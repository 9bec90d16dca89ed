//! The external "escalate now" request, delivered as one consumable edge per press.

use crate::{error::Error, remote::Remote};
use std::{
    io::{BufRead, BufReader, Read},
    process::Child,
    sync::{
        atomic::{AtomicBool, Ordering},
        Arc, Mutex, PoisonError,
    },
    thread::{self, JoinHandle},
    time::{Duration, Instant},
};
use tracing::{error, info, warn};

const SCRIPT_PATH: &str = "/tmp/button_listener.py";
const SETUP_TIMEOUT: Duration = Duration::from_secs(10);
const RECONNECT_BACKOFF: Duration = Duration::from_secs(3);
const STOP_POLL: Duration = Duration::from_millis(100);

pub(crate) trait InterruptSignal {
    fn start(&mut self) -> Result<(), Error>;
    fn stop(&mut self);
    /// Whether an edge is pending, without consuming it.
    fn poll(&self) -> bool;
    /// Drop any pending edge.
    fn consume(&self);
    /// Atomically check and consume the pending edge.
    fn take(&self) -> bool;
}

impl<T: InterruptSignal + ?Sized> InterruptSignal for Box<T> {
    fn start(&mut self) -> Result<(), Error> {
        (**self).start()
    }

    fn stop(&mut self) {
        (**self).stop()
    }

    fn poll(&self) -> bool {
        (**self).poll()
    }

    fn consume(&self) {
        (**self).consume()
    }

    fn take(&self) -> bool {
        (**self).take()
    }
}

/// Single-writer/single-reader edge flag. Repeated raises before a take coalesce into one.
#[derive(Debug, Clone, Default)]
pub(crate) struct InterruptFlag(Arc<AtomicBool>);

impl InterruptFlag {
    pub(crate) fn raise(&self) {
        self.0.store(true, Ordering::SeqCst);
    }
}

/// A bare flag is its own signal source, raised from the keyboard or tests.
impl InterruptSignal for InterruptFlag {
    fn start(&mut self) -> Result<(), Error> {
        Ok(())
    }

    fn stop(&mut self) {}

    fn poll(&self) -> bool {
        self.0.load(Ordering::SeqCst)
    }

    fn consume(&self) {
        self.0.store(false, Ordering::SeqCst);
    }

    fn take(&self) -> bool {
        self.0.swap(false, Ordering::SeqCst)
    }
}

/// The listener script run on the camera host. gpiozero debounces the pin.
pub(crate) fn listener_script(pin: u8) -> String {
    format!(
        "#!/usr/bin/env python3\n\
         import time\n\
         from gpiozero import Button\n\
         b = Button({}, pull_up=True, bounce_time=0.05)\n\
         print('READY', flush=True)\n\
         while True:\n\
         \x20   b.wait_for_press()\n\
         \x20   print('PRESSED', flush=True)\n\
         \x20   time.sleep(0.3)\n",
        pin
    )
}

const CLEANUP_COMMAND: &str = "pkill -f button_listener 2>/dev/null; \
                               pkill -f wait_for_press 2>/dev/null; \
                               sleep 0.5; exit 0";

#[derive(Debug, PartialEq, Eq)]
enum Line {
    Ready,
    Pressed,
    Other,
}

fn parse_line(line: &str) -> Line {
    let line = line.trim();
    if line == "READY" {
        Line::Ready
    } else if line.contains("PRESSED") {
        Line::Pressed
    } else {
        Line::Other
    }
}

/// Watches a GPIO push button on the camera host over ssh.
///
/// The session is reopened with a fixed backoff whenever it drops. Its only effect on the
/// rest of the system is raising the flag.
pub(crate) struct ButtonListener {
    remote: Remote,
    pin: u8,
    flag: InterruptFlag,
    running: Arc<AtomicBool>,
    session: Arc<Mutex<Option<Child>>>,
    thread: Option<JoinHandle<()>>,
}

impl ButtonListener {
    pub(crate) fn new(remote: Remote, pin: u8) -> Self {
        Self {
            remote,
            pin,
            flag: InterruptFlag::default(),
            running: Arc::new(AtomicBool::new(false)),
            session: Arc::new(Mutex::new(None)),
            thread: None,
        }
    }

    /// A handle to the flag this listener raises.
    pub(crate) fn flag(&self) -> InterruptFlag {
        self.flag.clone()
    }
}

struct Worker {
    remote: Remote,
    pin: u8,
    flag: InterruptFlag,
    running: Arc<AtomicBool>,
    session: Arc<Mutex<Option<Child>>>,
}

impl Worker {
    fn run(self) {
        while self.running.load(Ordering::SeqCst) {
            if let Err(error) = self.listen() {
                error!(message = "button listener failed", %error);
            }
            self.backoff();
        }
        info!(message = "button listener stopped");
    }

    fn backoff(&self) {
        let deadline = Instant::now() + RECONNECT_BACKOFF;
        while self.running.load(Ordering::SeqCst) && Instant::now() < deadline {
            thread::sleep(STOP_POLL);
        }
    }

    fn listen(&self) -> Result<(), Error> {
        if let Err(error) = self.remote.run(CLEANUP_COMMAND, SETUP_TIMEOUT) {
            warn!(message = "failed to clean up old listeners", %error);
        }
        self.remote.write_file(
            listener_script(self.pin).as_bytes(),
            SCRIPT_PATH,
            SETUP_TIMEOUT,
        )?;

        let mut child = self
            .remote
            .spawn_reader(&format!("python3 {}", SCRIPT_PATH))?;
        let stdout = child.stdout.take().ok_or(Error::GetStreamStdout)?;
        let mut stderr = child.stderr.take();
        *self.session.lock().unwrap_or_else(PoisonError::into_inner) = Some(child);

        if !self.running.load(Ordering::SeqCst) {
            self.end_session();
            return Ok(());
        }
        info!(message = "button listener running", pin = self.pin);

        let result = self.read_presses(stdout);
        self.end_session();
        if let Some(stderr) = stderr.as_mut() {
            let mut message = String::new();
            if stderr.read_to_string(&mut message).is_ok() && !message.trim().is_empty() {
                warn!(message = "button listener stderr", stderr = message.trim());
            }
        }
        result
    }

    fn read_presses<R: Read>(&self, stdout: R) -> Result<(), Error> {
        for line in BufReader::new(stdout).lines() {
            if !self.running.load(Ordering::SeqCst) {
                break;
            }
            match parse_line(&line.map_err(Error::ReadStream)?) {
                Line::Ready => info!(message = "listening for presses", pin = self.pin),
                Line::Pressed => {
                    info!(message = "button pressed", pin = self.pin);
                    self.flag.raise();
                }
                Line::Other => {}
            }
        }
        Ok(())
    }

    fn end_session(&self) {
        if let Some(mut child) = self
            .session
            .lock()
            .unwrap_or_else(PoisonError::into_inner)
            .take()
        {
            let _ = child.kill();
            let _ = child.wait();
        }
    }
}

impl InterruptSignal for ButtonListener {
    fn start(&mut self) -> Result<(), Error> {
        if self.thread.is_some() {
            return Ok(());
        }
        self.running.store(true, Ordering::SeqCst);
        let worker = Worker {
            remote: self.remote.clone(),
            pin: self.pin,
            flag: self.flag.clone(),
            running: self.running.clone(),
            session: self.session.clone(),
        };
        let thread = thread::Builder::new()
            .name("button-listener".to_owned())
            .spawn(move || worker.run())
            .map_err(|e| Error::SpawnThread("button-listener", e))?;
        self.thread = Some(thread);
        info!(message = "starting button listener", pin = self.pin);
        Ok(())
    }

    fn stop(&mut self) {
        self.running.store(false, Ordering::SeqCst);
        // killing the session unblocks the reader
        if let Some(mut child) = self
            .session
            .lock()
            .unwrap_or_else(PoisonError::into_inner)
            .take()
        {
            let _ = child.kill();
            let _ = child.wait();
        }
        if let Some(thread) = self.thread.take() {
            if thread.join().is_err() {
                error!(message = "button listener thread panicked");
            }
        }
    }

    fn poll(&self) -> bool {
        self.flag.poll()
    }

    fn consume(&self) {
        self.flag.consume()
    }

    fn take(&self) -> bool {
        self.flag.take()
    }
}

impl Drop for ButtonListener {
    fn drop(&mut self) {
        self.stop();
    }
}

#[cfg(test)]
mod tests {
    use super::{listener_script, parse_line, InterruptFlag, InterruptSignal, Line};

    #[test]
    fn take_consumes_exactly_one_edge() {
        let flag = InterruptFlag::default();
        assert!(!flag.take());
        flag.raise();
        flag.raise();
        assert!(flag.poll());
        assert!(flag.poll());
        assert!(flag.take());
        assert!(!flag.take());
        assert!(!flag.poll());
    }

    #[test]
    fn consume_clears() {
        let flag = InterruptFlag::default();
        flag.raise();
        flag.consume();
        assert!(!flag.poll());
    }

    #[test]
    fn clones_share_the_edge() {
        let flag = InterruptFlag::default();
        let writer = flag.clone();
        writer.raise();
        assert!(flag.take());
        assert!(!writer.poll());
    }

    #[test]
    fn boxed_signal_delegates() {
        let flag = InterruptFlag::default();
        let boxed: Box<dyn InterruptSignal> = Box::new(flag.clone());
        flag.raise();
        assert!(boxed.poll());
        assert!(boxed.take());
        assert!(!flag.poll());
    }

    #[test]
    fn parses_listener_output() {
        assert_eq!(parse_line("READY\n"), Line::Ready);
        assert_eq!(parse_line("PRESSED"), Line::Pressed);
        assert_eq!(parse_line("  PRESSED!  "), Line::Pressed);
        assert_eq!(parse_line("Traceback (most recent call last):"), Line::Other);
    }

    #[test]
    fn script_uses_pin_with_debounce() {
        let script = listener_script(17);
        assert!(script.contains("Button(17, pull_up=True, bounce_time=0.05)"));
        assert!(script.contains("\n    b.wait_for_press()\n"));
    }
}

☆ ☆ ☆ ☆ ☆ ☆ ☆

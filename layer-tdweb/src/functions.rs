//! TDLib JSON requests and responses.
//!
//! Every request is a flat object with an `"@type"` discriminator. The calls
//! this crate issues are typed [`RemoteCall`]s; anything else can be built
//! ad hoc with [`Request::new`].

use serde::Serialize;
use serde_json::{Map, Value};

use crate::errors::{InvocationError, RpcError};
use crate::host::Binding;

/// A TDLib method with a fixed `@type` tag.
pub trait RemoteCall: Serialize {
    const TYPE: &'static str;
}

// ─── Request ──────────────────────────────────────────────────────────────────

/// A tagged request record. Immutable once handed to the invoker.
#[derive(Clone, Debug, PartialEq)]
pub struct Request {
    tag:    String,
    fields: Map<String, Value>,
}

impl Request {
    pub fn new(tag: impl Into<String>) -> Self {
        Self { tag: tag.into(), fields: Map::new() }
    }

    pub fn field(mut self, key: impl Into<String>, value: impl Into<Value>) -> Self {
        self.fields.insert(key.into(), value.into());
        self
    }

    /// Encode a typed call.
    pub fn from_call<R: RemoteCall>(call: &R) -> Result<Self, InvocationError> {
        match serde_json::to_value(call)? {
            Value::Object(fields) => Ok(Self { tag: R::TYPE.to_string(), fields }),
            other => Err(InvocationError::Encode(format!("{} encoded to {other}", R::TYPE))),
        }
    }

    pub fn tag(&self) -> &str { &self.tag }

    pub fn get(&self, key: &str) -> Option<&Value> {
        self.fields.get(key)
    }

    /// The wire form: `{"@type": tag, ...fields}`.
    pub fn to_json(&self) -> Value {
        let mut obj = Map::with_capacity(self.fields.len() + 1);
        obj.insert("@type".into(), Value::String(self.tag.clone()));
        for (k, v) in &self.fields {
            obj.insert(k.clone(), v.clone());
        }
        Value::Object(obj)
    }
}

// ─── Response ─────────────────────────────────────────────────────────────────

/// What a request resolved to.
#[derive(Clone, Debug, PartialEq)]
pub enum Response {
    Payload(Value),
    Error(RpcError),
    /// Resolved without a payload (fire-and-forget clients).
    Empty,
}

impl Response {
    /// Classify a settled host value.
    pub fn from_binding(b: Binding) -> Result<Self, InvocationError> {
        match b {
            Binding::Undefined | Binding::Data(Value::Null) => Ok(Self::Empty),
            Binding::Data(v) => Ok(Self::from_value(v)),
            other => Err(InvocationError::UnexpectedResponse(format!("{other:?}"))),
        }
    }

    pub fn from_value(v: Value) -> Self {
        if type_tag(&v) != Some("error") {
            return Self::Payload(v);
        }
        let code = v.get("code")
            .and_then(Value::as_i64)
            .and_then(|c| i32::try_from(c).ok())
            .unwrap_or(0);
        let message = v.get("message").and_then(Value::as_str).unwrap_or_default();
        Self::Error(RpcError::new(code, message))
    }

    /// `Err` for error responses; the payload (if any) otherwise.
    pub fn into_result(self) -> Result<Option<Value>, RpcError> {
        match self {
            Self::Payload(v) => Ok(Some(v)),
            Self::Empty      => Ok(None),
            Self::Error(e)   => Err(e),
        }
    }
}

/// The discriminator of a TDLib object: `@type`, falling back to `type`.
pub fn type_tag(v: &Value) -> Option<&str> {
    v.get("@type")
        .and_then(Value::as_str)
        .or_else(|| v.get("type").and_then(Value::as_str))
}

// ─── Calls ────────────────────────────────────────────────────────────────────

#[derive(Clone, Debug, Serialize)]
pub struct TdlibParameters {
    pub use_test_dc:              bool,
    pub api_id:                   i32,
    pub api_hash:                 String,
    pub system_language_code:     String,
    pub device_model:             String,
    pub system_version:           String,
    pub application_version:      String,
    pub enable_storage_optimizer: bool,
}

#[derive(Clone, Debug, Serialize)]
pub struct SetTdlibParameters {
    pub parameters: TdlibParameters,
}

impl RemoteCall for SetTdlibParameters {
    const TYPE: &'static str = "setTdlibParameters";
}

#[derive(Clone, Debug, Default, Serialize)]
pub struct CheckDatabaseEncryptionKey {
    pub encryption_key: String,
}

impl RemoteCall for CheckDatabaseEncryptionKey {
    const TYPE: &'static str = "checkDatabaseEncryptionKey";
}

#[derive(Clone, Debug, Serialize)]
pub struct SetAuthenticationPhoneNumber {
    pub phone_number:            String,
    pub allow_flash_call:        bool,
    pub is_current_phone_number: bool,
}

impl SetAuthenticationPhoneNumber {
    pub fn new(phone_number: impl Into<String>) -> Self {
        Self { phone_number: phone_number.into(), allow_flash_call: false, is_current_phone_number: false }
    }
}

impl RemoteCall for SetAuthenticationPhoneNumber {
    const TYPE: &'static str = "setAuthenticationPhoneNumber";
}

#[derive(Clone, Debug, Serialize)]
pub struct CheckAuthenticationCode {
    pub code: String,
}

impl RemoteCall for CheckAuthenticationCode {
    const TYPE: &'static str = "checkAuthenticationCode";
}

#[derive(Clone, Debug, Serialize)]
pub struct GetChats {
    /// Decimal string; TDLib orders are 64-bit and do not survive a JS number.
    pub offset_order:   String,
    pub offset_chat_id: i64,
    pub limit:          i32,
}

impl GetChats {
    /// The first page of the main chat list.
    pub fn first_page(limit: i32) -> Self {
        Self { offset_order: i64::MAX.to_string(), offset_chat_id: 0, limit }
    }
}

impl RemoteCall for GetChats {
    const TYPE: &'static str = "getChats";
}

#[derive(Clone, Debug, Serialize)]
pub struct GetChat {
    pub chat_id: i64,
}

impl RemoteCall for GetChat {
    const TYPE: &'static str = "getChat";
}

☆ ☆ ☆ ☆ ☆ ☆ ☆

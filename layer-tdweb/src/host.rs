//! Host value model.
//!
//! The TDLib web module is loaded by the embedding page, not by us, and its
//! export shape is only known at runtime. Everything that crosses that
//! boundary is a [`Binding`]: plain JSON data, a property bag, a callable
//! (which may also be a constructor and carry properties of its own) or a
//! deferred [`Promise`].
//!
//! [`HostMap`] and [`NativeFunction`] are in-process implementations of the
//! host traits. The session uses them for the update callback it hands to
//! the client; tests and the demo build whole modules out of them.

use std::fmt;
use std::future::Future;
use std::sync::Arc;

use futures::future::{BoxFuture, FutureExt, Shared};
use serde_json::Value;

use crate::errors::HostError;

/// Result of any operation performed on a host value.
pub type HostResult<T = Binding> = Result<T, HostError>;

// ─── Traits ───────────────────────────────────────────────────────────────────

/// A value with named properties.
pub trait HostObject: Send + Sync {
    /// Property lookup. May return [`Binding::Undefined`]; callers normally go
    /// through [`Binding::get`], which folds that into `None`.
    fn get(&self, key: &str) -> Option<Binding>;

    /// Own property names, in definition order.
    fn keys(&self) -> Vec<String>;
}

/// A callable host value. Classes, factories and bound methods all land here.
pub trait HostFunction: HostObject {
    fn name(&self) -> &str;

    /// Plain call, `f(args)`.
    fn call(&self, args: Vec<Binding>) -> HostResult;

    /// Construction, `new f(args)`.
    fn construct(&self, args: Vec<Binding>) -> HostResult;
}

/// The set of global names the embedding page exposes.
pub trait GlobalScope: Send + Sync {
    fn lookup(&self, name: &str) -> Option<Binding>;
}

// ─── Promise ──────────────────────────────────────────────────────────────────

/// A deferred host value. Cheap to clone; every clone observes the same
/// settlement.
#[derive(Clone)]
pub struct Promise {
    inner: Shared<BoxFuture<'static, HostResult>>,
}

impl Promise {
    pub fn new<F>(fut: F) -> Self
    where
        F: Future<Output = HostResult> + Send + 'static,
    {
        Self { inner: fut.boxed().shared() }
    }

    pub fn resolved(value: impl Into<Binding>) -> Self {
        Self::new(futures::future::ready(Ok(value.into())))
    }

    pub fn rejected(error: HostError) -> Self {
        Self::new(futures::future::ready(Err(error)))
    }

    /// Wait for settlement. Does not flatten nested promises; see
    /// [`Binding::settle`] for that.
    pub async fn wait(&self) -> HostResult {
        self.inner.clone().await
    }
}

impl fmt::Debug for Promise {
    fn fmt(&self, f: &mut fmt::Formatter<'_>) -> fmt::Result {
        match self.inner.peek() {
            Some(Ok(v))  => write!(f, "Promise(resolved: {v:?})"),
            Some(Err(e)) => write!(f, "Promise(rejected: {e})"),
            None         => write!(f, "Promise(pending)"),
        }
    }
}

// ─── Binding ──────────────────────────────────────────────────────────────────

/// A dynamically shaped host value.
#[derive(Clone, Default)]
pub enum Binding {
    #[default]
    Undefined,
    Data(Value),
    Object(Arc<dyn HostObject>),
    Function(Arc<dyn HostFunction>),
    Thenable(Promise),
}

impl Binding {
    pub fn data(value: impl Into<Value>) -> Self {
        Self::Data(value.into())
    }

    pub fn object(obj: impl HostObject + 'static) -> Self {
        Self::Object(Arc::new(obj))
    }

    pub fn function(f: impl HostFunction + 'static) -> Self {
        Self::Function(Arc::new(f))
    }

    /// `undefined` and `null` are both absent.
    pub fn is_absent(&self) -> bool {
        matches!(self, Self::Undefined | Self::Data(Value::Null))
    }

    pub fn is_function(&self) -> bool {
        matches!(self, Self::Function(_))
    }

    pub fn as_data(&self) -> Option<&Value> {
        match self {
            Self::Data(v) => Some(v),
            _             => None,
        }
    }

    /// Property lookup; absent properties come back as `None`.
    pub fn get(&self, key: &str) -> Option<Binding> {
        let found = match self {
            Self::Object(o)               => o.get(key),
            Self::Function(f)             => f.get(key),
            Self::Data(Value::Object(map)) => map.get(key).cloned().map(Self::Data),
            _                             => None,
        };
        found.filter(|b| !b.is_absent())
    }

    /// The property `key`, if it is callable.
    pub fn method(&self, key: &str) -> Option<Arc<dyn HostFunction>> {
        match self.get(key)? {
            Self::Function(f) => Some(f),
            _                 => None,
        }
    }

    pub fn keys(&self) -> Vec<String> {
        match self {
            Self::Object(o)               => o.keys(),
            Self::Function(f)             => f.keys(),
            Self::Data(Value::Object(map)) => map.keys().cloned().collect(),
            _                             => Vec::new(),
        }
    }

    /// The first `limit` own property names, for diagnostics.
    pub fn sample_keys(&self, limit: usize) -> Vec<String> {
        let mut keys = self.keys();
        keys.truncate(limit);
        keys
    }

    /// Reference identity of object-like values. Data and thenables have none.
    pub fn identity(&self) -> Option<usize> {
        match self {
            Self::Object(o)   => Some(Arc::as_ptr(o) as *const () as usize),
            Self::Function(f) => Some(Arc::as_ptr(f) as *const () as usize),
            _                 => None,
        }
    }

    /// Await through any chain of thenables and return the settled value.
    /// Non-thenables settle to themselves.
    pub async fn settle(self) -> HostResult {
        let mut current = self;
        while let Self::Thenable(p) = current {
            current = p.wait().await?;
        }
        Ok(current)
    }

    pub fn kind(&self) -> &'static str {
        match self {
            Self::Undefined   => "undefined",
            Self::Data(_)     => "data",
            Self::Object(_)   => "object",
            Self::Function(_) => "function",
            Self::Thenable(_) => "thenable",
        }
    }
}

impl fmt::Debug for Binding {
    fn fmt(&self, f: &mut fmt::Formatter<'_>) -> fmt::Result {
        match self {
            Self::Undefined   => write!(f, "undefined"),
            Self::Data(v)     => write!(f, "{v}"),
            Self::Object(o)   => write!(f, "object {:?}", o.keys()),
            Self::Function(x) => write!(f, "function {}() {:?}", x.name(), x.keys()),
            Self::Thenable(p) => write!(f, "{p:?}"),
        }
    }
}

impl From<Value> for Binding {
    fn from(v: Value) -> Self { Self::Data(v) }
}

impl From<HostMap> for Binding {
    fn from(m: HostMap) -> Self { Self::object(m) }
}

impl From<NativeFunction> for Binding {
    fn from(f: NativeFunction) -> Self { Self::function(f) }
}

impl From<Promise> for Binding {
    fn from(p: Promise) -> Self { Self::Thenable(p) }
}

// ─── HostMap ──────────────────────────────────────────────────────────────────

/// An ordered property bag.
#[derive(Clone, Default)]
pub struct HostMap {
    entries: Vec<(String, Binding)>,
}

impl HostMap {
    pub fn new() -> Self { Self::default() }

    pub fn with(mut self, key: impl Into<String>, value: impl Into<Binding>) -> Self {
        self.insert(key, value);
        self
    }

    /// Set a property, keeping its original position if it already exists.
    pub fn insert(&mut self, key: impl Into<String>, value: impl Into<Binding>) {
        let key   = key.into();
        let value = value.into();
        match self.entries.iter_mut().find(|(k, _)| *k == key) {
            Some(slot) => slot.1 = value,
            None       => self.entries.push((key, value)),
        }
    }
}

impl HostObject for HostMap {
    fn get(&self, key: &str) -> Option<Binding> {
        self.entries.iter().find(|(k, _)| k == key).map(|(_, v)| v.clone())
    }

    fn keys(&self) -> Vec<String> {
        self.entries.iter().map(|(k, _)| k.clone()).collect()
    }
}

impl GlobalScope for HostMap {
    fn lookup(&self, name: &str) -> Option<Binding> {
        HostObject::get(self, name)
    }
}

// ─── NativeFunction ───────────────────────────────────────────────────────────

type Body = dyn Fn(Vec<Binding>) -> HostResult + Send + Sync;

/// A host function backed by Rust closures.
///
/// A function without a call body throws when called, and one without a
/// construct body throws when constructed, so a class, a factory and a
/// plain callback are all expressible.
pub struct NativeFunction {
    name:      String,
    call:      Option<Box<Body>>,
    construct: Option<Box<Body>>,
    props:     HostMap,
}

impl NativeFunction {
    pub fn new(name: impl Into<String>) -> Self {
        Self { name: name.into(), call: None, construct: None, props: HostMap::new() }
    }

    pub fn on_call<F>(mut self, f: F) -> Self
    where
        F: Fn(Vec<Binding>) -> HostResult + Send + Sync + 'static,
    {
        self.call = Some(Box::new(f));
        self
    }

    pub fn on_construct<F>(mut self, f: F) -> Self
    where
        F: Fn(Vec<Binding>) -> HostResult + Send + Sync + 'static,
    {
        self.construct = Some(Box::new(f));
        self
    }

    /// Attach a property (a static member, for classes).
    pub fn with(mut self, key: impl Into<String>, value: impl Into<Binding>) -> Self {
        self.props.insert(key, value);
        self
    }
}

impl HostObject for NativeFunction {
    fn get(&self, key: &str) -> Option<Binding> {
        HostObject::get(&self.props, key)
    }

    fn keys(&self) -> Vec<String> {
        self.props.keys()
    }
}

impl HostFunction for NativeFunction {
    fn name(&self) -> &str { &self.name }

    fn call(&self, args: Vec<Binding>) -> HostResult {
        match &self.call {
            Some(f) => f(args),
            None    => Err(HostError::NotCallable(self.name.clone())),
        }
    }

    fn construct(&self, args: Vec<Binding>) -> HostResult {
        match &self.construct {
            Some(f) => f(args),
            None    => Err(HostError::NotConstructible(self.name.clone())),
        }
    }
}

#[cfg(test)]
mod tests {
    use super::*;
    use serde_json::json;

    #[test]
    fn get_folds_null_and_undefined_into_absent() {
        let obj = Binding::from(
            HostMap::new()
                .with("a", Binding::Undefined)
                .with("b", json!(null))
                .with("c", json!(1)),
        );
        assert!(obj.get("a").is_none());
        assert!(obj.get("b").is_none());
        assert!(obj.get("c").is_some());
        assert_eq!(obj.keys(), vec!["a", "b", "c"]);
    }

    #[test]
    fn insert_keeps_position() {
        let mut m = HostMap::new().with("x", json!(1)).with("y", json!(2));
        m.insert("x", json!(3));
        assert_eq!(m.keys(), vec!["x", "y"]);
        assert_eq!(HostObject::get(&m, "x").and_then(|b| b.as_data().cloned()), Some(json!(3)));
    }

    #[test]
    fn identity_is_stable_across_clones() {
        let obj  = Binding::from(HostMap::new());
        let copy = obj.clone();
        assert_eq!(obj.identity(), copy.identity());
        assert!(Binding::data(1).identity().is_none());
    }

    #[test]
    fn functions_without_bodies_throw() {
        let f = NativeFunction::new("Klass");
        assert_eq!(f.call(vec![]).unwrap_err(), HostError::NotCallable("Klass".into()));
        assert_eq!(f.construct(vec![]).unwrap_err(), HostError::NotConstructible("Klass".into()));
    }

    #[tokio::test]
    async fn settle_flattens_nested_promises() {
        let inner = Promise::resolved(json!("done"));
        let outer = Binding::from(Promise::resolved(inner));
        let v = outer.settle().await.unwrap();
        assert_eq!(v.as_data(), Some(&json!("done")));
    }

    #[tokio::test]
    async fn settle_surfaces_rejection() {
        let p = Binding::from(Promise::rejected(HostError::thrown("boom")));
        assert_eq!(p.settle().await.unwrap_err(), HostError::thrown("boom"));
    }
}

☆ ☆ ☆ ☆ ☆ ☆ ☆

» Exercise aim: An exact copy of the lines above, from the one containing "Value::Object(obj)" through the one containing "settled host value.", is the whole of the answer.

» Output:
        Value::Object(obj)
    }
}

// ─── Response ─────────────────────────────────────────────────────────────────

/// What a request resolved to.
#[derive(Clone, Debug, PartialEq)]
pub enum Response {
    Payload(Value),
    Error(RpcError),
    /// Resolved without a payload (fire-and-forget clients).
    Empty,
}

impl Response {
    /// Classify a settled host value.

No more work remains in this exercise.